My GP sent me for a consultation with another GI who told me I was just stressed and that the celiac and crohn's diagnoses were both incorrect because I had shown good mucosal healing after each episode (the strict gluten free diet since my diagnosis in 2000, made a breeze with all the great gluten free products now on the market, as well as positive biopsies and antibody tests were incidental, according to him). He told me I needed more fiber in my diet, and put me on a 10 grams/day fiber meal plan. I promptly became so constipated I didn't poop for two weeks.

Two months ago I wound up at the ER again with severe pain, and this time the CT showed narrowing and tethering of the terminal ileum with everything backed up behind the narrowing.
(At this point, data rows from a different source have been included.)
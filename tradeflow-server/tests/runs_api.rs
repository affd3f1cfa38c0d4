use std::{
    sync::{Arc, Mutex, mpsc},
    time::Duration,
};

use axum_test::TestServer;
use serde_json::{Value, json};

use tradeflow_core::{
    PipelineRequest, PipelineSignal, ReasoningPipeline, ScriptedPipeline, pipeline::EmitFn,
};
use tradeflow_server::{config::Settings, routes::create_router, state::AppState};

fn settings(skip_auth: bool, token: Option<&str>) -> Settings {
    Settings {
        bind_addr: "127.0.0.1:0".parse().unwrap(),
        internal_api_token: token.map(str::to_string),
        skip_token_auth: skip_auth,
        evict_terminal_after_secs: None,
    }
}

fn open_server(pipeline: ScriptedPipeline) -> TestServer {
    let state = AppState::new(Arc::new(pipeline), settings(true, None));
    TestServer::new(create_router(state)).unwrap()
}

async fn create_run(server: &TestServer, ticker: &str) -> String {
    let response = server
        .post("/runs")
        .json(&json!({ "ticker": ticker, "trade_date": "2024-01-01" }))
        .await;
    response.assert_status_ok();
    let body: Value = response.json();
    assert_eq!(body["status"], "queued");
    body["id"].as_str().unwrap().to_string()
}

async fn poll_until_terminal(server: &TestServer, id: &str) -> Value {
    for _ in 0..100 {
        let response = server.get(&format!("/runs/{id}")).await;
        response.assert_status_ok();
        let body: Value = response.json();
        let status = body["status"].as_str().unwrap();
        if status == "success" || status == "failed" {
            return body;
        }
        tokio::time::sleep(Duration::from_millis(20)).await;
    }
    panic!("run {id} never reached a terminal state");
}

#[tokio::test]
async fn submit_and_poll_to_success() {
    let server = open_server(ScriptedPipeline::echo());

    let id = create_run(&server, "NVDA").await;
    let body = poll_until_terminal(&server, &id).await;

    assert_eq!(body["status"], "success");
    assert_eq!(body["result"]["ticker"], "NVDA");
    assert!(body.get("error").is_none());

    let events = body["events"].as_array().unwrap();
    assert!(
        events
            .iter()
            .any(|event| event["kind"] == "progress" && event["payload"]["message"] == "stubbed")
    );
    // Ordered: queued status first, completion last.
    assert_eq!(events.first().unwrap()["kind"], "status");
    assert_eq!(events.first().unwrap()["payload"]["state"], "queued");
    assert_eq!(events.last().unwrap()["kind"], "complete");
}

#[tokio::test]
async fn failed_pipeline_surfaces_error_in_record() {
    let server = open_server(ScriptedPipeline::default().failing("vendor outage"));

    let id = create_run(&server, "NVDA").await;
    let body = poll_until_terminal(&server, &id).await;

    assert_eq!(body["status"], "failed");
    assert_eq!(body["error"], "vendor outage");
    let last = body["events"].as_array().unwrap().last().unwrap().clone();
    assert_eq!(last["kind"], "error");
    assert_eq!(last["payload"]["message"], "vendor outage");
}

#[tokio::test]
async fn one_run_failing_does_not_block_new_submissions() {
    let server = open_server(ScriptedPipeline::default().failing("vendor outage"));

    let failed = create_run(&server, "NVDA").await;
    poll_until_terminal(&server, &failed).await;

    // The service still accepts and tracks new runs.
    let next = create_run(&server, "AMD").await;
    poll_until_terminal(&server, &next).await;

    let response = server.get("/runs").await;
    response.assert_status_ok();
    let listed: Value = response.json();
    assert_eq!(listed.as_array().unwrap().len(), 2);
}

#[tokio::test]
async fn state_delta_carries_only_changed_sections() {
    let pipeline = ScriptedPipeline::default()
        .with_snapshot(json!({ "market_report": "flat", "news_report": "quiet" }))
        .with_snapshot(json!({ "market_report": "breakout", "news_report": "quiet" }));
    let server = open_server(pipeline);

    let id = create_run(&server, "NVDA").await;
    let body = poll_until_terminal(&server, &id).await;

    let state_events: Vec<&Value> = body["events"]
        .as_array()
        .unwrap()
        .iter()
        .filter(|event| event["kind"] == "state")
        .collect();
    assert_eq!(state_events.len(), 2);

    let second = &state_events[1]["payload"]["reports"];
    assert_eq!(second["market"], "breakout");
    assert!(second.get("news").is_none());
}

#[tokio::test]
async fn validation_rejects_bad_submissions() {
    let server = open_server(ScriptedPipeline::echo());

    let empty_ticker = server
        .post("/runs")
        .json(&json!({ "ticker": "  ", "trade_date": "2024-01-01" }))
        .await;
    empty_ticker.assert_status_bad_request();

    let short_date = server
        .post("/runs")
        .json(&json!({ "ticker": "NVDA", "trade_date": "2024" }))
        .await;
    short_date.assert_status_bad_request();

    let bad_provider = server
        .post("/runs")
        .json(&json!({
            "ticker": "NVDA",
            "trade_date": "2024-01-01",
            "config": { "llm_provider": "mystery" },
        }))
        .await;
    bad_provider.assert_status_bad_request();
}

#[tokio::test]
async fn unknown_run_is_not_found() {
    let server = open_server(ScriptedPipeline::echo());
    let response = server
        .get("/runs/00000000-0000-0000-0000-000000000000")
        .await;
    response.assert_status_not_found();
}

#[tokio::test]
async fn auth_distinguishes_missing_from_wrong_credentials() {
    let state = AppState::new(
        Arc::new(ScriptedPipeline::echo()),
        settings(false, Some("sekrit")),
    );
    let server = TestServer::new(create_router(state)).unwrap();

    // Missing credential: unauthenticated, not forbidden.
    let missing = server.get("/runs").await;
    missing.assert_status_unauthorized();

    // Malformed scheme counts as missing.
    let malformed = server
        .get("/runs")
        .add_header("authorization", "Basic sekrit")
        .await;
    malformed.assert_status_unauthorized();

    // Present but wrong: forbidden.
    let wrong = server.get("/runs").authorization_bearer("nope").await;
    wrong.assert_status_forbidden();

    // Exact match passes.
    let ok = server.get("/runs").authorization_bearer("sekrit").await;
    ok.assert_status_ok();
}

#[tokio::test]
async fn auth_without_configured_secret_fails_closed() {
    let state = AppState::new(Arc::new(ScriptedPipeline::echo()), settings(false, None));
    let server = TestServer::new(create_router(state)).unwrap();

    let response = server.get("/runs").authorization_bearer("anything").await;
    response.assert_status_internal_server_error();
}

#[tokio::test]
async fn health_probe_is_public() {
    let state = AppState::new(
        Arc::new(ScriptedPipeline::echo()),
        settings(false, Some("sekrit")),
    );
    let server = TestServer::new(create_router(state)).unwrap();

    let response = server.get("/health").await;
    response.assert_status_ok();
}

/// Pipeline that emits one progress signal, then parks until released.
struct HoldingPipeline {
    gate: Mutex<Option<mpsc::Receiver<()>>>,
}

impl HoldingPipeline {
    fn new() -> (Self, mpsc::Sender<()>) {
        let (tx, rx) = mpsc::channel();
        (
            Self {
                gate: Mutex::new(Some(rx)),
            },
            tx,
        )
    }
}

impl ReasoningPipeline for HoldingPipeline {
    fn execute(&self, request: &PipelineRequest, emit: EmitFn<'_>) -> anyhow::Result<Value> {
        emit(PipelineSignal::Progress {
            message: "analysis underway".into(),
            percent: 40,
        });
        let gate = self
            .gate
            .lock()
            .unwrap()
            .take()
            .expect("pipeline executed twice");
        gate.recv().expect("gate sender dropped");
        Ok(json!({ "ticker": request.ticker, "decision": "HOLD" }))
    }

    fn cleanup(&self, _namespace: &str) -> anyhow::Result<()> {
        Ok(())
    }
}

#[tokio::test]
async fn stream_attached_mid_run_receives_live_tail() {
    let (pipeline, release) = HoldingPipeline::new();
    let state = AppState::new(Arc::new(pipeline), settings(true, None));
    let server = TestServer::new(create_router(state)).unwrap();

    let id = create_run(&server, "NVDA").await;

    // Wait until the run is live with its first progress event, so the
    // stream attaches strictly before termination.
    let mut live = false;
    for _ in 0..100 {
        let body: Value = server.get(&format!("/runs/{id}")).await.json();
        let has_progress = body["events"]
            .as_array()
            .unwrap()
            .iter()
            .any(|event| event["kind"] == "progress");
        if body["status"] == "running" && has_progress {
            live = true;
            break;
        }
        tokio::time::sleep(Duration::from_millis(10)).await;
    }
    assert!(live, "run never reached its streaming phase");

    let releaser = tokio::spawn(async move {
        tokio::time::sleep(Duration::from_millis(300)).await;
        release.send(()).unwrap();
    });

    // The stream only closes once the run terminates, which can only
    // happen after the release fires: the terminal event arrives over
    // the live tail, not the history replay.
    let response = server.get(&format!("/runs/{id}/stream")).await;
    releaser.await.unwrap();
    response.assert_status_ok();
    let body = response.text();

    let progress_at = body.find("event: run.progress").unwrap();
    let complete_at = body.find("event: run.complete").unwrap();
    assert!(body.contains("\"state\":\"queued\""));
    assert!(body.contains("\"state\":\"running\""));
    assert!(progress_at < complete_at);
    assert!(body.contains("\"decision\":\"HOLD\""));
}

#[tokio::test]
async fn stream_replays_full_history_after_termination() {
    let server = open_server(ScriptedPipeline::echo());

    let id = create_run(&server, "NVDA").await;
    poll_until_terminal(&server, &id).await;

    // Attaching after termination: all events replay, then the stream
    // ends without waiting on the live tail.
    let response = server.get(&format!("/runs/{id}/stream")).await;
    response.assert_status_ok();
    let body = response.text();

    let queued_at = body.find("\"state\":\"queued\"").unwrap();
    let running_at = body.find("\"state\":\"running\"").unwrap();
    let complete_at = body.find("event: run.complete").unwrap();
    assert!(queued_at < running_at && running_at < complete_at);
    assert!(body.contains("event: run.progress"));
}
My GI then put me on Entocort again to see if we can avoid the biologics, but I am having a difficult time with it because it is dramatically increasing my migraines.

The point of this ridiculously long story is that crohn's can be very difficult to diagnose, and the patchy inflammation can be hard to spot, especially in the mid small bowel. All doctors, not just GIs, like to see what they are diagnosing (imaging, blood work, and biopsies) but many people have crohn's where it is hard to see and unremarkable blood work. My CRP and ESR were both very high last spring, but previous tests had turned up nothing.

So to all of you struggling to get a diagnosis I am saying I understand. Keep pushing your doctors actually to help you. Don't let people tell you "it's all in your head", something I heard before my celiac diagnosis. I'm rooting for all of you.
I am sorry for all you have been through. I liked your encouragement.